:: Raw data ::
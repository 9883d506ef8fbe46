//! Preset catalog and model variant metadata.
//!
//! This module is the canonical place for the remote preset catalog, its
//! offline fallback, and the fixed set of weight-file variants a preset can
//! ship.

mod preset;
mod variant;

pub use preset::{Preset, PresetCatalog};
pub use variant::ModelVariant;
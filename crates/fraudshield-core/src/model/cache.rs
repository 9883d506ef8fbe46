//! Local cache inspection and variant deletion

use std::fs;
use std::io;
use std::path::PathBuf;
use tracing::{debug, error, info};

use crate::catalog::ModelVariant;
use crate::error::Result;
use crate::model::manifest::STRUCTURAL_FILES;

/// Read-only view of the per-preset cache directories plus the single write
/// operation that removes a variant's weight file.
///
/// There is no index file: "downloaded" is always a live filesystem
/// predicate, so concurrent readers may observe a partially written
/// directory and must simply report it as not downloaded.
#[derive(Debug, Clone)]
pub struct ModelCache {
    cache_root: PathBuf,
}

impl ModelCache {
    pub fn new(cache_root: PathBuf) -> Self {
        Self { cache_root }
    }

    /// Cache directory for one preset.
    pub fn preset_dir(&self, preset_name: &str) -> PathBuf {
        self.cache_root.join(preset_name)
    }

    /// Whether every file a variant needs is present on disk.
    ///
    /// Existence only — structural JSON is not parse-validated here, so a
    /// corrupt config can still report as downloaded. The fetch path
    /// validates and self-heals on the next acquisition; this asymmetry is
    /// deliberate, inherited behavior.
    pub fn is_variant_downloaded(&self, preset_name: &str, variant: ModelVariant) -> bool {
        let dir = self.preset_dir(preset_name);
        if !dir.exists() {
            return false;
        }
        if !dir.join(variant.file_name()).exists() {
            return false;
        }
        STRUCTURAL_FILES.iter().all(|file| dir.join(file).exists())
    }

    /// Every variant of this preset that is fully present locally. Tolerates
    /// a preset that was never downloaded.
    pub fn variants_present(&self, preset_name: &str) -> Vec<ModelVariant> {
        ModelVariant::all()
            .iter()
            .copied()
            .filter(|variant| self.is_variant_downloaded(preset_name, *variant))
            .collect()
    }

    /// Delete one variant's weight file. Idempotent: a file that is already
    /// gone is a success. Structural files are retained for reuse by other
    /// variants of the same preset; callers re-inspect the cache afterwards
    /// to refresh any "downloaded" state they hold.
    pub fn delete_variant(&self, preset_name: &str, variant: ModelVariant) -> Result<()> {
        let path = self.preset_dir(preset_name).join(variant.file_name());
        debug!("Deleting model file {:?}", path);
        match fs::remove_file(&path) {
            Ok(()) => {
                info!("Deleted {:?}", path);
                Ok(())
            }
            Err(e) if e.kind() == io::ErrorKind::NotFound => Ok(()),
            Err(e) => {
                error!("Error deleting model file {:?}: {}", path, e);
                Err(e.into())
            }
        }
    }
}
//! FraudShield Core - on-device fraud-detection model management
//!
//! This crate is the model acquisition and local-cache subsystem behind the
//! FraudShield mobile UI: it fetches the preset catalog, resolves the exact
//! file set a (preset, variant) pair needs, downloads those files into a
//! per-preset cache with resume/validate/cancel semantics, and hands the
//! resulting directory to an external inference engine.
//!
//! # Example
//!
//! ```ignore
//! use fraudshield_core::{CoreConfig, ModelManager, ModelVariant};
//!
//! let manager = ModelManager::new(CoreConfig::default())?;
//! let presets = manager.catalog().fetch().await;
//!
//! let (events, mut rx) = tokio::sync::mpsc::unbounded_channel();
//! let outcome = manager
//!     .load_model(&presets[0], ModelVariant::Q4, &mut engine, events)
//!     .await;
//! ```

pub mod catalog;
pub mod classify;
pub mod config;
pub mod error;
pub mod inference;
pub mod model;

pub use catalog::{ModelVariant, Preset, PresetCatalog};
pub use classify::{classify, fraud_prompt, Classification, Verdict};
pub use config::CoreConfig;
pub use error::{Error, Result};
pub use inference::{AssetSource, EngineInit, TextGenerationEngine};
pub use model::{
    ActiveTransfer, AssetFetcher, DownloadEvent, DownloadSession, EventSender, ModelCache,
    ModelManager, SessionOutcome,
};
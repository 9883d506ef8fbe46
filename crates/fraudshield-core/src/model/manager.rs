//! Acquisition orchestration

use std::sync::Arc;
use tracing::{error, info, warn};

use crate::catalog::{ModelVariant, Preset, PresetCatalog};
use crate::config::CoreConfig;
use crate::error::Result;
use crate::inference::{EngineInit, TextGenerationEngine};
use crate::model::cache::ModelCache;
use crate::model::download::{AssetFetcher, DownloadEvent, EventSender};
use crate::model::manifest;
use crate::model::session::DownloadSession;

/// How an acquisition session ended. Cancellation is a normal exit, not a
/// failure.
#[derive(Debug, Clone, PartialEq, Eq)]
pub enum SessionOutcome {
    /// All files acquired and the engine initialized.
    Completed,
    /// The manifest resolved to nothing; no transfer was attempted.
    NothingToDownload,
    Cancelled,
    Failed(String),
}

/// Owns the single download session and ties catalog, manifest resolution,
/// the fetch engine, and the inference-engine boundary together.
pub struct ModelManager {
    config: CoreConfig,
    http: reqwest::Client,
    session: Arc<DownloadSession>,
    cache: ModelCache,
    catalog: PresetCatalog,
}

impl ModelManager {
    pub fn new(config: CoreConfig) -> Result<Self> {
        std::fs::create_dir_all(&config.cache_root)?;
        let http = reqwest::Client::builder()
            .user_agent("fraudshield/0.1.0")
            .build()?;
        let cache = ModelCache::new(config.cache_root.clone());
        let catalog = PresetCatalog::new(http.clone(), &config);
        Ok(Self {
            config,
            http,
            session: Arc::new(DownloadSession::new()),
            cache,
            catalog,
        })
    }

    pub fn catalog(&self) -> &PresetCatalog {
        &self.catalog
    }

    pub fn cache(&self) -> &ModelCache {
        &self.cache
    }

    pub fn session(&self) -> &DownloadSession {
        &self.session
    }

    /// Variants of a preset that are fully present locally.
    pub fn variants_present(&self, preset_name: &str) -> Vec<ModelVariant> {
        self.cache.variants_present(preset_name)
    }

    /// Remove one downloaded variant; see [`ModelCache::delete_variant`].
    pub fn delete_variant(&self, preset_name: &str, variant: ModelVariant) -> Result<()> {
        self.cache.delete_variant(preset_name, variant)
    }

    /// Cancel the active acquisition and wait for in-flight operations to
    /// observe it.
    pub async fn cancel(&self) {
        self.session.cancel().await;
    }

    /// Hard reset, for when an orderly cancel is not possible.
    pub fn reset(&self) {
        self.session.reset();
    }

    /// Acquire everything a (preset, variant) pair needs, then initialize
    /// the inference engine over the local directory.
    ///
    /// The full narrative is published on `events`; the return value is the
    /// session verdict. Every failure path leaves the system ready for a
    /// fresh acquisition.
    pub async fn load_model<E: TextGenerationEngine>(
        &self,
        preset: &Preset,
        variant: ModelVariant,
        engine: &mut E,
        events: EventSender,
    ) -> SessionOutcome {
        let emit = |event: DownloadEvent| {
            let _ = events.send(event);
        };

        info!("Loading model {} ({})", preset.name, variant.file_name());
        emit(DownloadEvent::SessionStarted);
        self.session.begin();

        let variant_file = variant.file_name();

        emit(DownloadEvent::ResolvingManifest);
        let files = match manifest::required_files(
            &self.http,
            &self.config.hub_base_url,
            &preset.model,
            variant_file,
            &self.session,
        )
        .await
        {
            Ok(files) => files,
            Err(_) => {
                emit(DownloadEvent::SessionCancelled);
                return SessionOutcome::Cancelled;
            }
        };

        if self.session.is_cancelled() {
            emit(DownloadEvent::SessionCancelled);
            return SessionOutcome::Cancelled;
        }

        if files.is_empty() {
            warn!(
                "No required files found for {} with format {}",
                preset.model, variant_file
            );
            emit(DownloadEvent::Progress { fraction: 1.0 });
            emit(DownloadEvent::ManifestEmpty);
            return SessionOutcome::NothingToDownload;
        }

        let fetcher = AssetFetcher::new(
            self.http.clone(),
            self.config.cache_root.clone(),
            preset.name.clone(),
            Arc::clone(&self.session),
            events.clone(),
        );
        fetcher.set_expected_total(files.len());

        emit(DownloadEvent::DownloadStarted { total: files.len() });
        match fetcher
            .fetch_all(&self.config.hub_base_url, &preset.model, &files)
            .await
        {
            Ok(()) => {}
            Err(e) if e.is_cancelled() => {
                info!("Download cancelled for {}", preset.name);
                emit(DownloadEvent::SessionCancelled);
                return SessionOutcome::Cancelled;
            }
            Err(e) => {
                error!("Error loading model {}: {}", preset.name, e);
                let message = e.to_string();
                emit(DownloadEvent::SessionFailed {
                    message: message.clone(),
                });
                return SessionOutcome::Failed(message);
            }
        }

        if self.session.is_cancelled() {
            emit(DownloadEvent::SessionCancelled);
            return SessionOutcome::Cancelled;
        }

        emit(DownloadEvent::EngineLoading);
        let local_dir = self.cache.preset_dir(&preset.name);
        let asset_path = format!("{}/{}", preset.onnx_path, variant_file);
        let init = EngineInit {
            model_id: &preset.model,
            local_dir: &local_dir,
            asset_path: &asset_path,
            options: &preset.options,
            fetcher: &fetcher,
        };
        match engine.init(init).await {
            Ok(()) => {}
            Err(e) if e.is_cancelled() || self.session.is_cancelled() => {
                info!("Model loading cancelled for {}", preset.name);
                emit(DownloadEvent::SessionCancelled);
                return SessionOutcome::Cancelled;
            }
            Err(e) => {
                error!("Error loading model {}: {}", preset.name, e);
                let message = e.to_string();
                emit(DownloadEvent::SessionFailed {
                    message: message.clone(),
                });
                return SessionOutcome::Failed(message);
            }
        }

        if self.session.is_cancelled() {
            emit(DownloadEvent::SessionCancelled);
            return SessionOutcome::Cancelled;
        }

        emit(DownloadEvent::Progress { fraction: 1.0 });
        emit(DownloadEvent::SessionCompleted);
        info!("Model {} loaded successfully", preset.name);
        SessionOutcome::Completed
    }
}
//! Download session lifecycle and cooperative cancellation

use std::path::PathBuf;
use std::sync::atomic::{AtomicBool, Ordering};
use std::sync::Mutex;
use std::time::Duration;
use tokio::sync::watch;
use tracing::{debug, info};

use crate::error::{Error, Result};

/// How long `cancel` waits for in-flight callbacks to observe cancellation
/// before clearing the transfer handle.
const CANCEL_SETTLE: Duration = Duration::from_millis(300);

/// The transfer currently registered with the session, if any.
#[derive(Debug, Clone, PartialEq, Eq)]
pub struct ActiveTransfer {
    pub url: String,
    pub local_path: PathBuf,
}

/// State of the single in-flight acquisition session.
///
/// At most one acquisition may be active at a time; callers cancel the
/// previous session before starting a new one. Cancellation is cooperative:
/// a flag polled at every per-file boundary plus an abort signal selected
/// against every network read, which bounds cancellation latency to at most
/// one file's transfer.
#[derive(Debug)]
pub struct DownloadSession {
    cancelled: AtomicBool,
    abort_tx: watch::Sender<bool>,
    abort_rx: watch::Receiver<bool>,
    active: Mutex<Option<ActiveTransfer>>,
}

impl Default for DownloadSession {
    fn default() -> Self {
        Self::new()
    }
}

impl DownloadSession {
    pub fn new() -> Self {
        let (abort_tx, abort_rx) = watch::channel(false);
        Self {
            cancelled: AtomicBool::new(false),
            abort_tx,
            abort_rx,
            active: Mutex::new(None),
        }
    }

    /// Prepare the session for a fresh acquisition: clear the cancellation
    /// flag, rearm the abort signal, and drop any stale transfer handle.
    /// Stale cancellation state must never leak into a new session.
    pub fn begin(&self) {
        self.cancelled.store(false, Ordering::SeqCst);
        self.abort_tx.send_replace(false);
        self.clear_active();
    }

    pub fn is_cancelled(&self) -> bool {
        self.cancelled.load(Ordering::SeqCst)
    }

    /// Per-file boundary poll.
    pub fn check(&self) -> Result<()> {
        if self.is_cancelled() {
            Err(Error::Cancelled)
        } else {
            Ok(())
        }
    }

    /// Resolves once the session has been cancelled. Intended for
    /// `tokio::select!` against network reads.
    pub async fn aborted(&self) {
        let mut rx = self.abort_rx.clone();
        while !*rx.borrow() {
            // The sender lives as long as the session, so changed() only
            // fails after the session itself is gone.
            if rx.changed().await.is_err() {
                return;
            }
        }
    }

    pub(crate) fn set_active(&self, transfer: ActiveTransfer) {
        if let Ok(mut active) = self.active.lock() {
            *active = Some(transfer);
        }
    }

    pub(crate) fn clear_active(&self) {
        if let Ok(mut active) = self.active.lock() {
            *active = None;
        }
    }

    pub fn active_transfer(&self) -> Option<ActiveTransfer> {
        self.active.lock().ok().and_then(|active| active.clone())
    }

    /// Cancel the session: raise the flag, fire the abort signal, wait a
    /// short settle interval so in-flight callbacks observe cancellation,
    /// then clear the transfer handle. Idempotent; cancelling an idle
    /// session still leaves state clean.
    pub async fn cancel(&self) {
        info!("Cancelling download session");
        self.cancelled.store(true, Ordering::SeqCst);
        self.abort_tx.send_replace(true);
        tokio::time::sleep(CANCEL_SETTLE).await;
        self.clear_active();
        debug!("Download session cancelled");
    }

    /// Synchronous hard reset, the fallback when an orderly `cancel` is not
    /// possible. Raises the flag, fires the abort signal, and clears all
    /// handles without waiting.
    pub fn reset(&self) {
        self.cancelled.store(true, Ordering::SeqCst);
        self.abort_tx.send_replace(true);
        self.clear_active();
    }
}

:: Task objective ::
A count alone is required. How many lines in the entries contain the string "PathBuf"?

:: Answer to this problem ::
6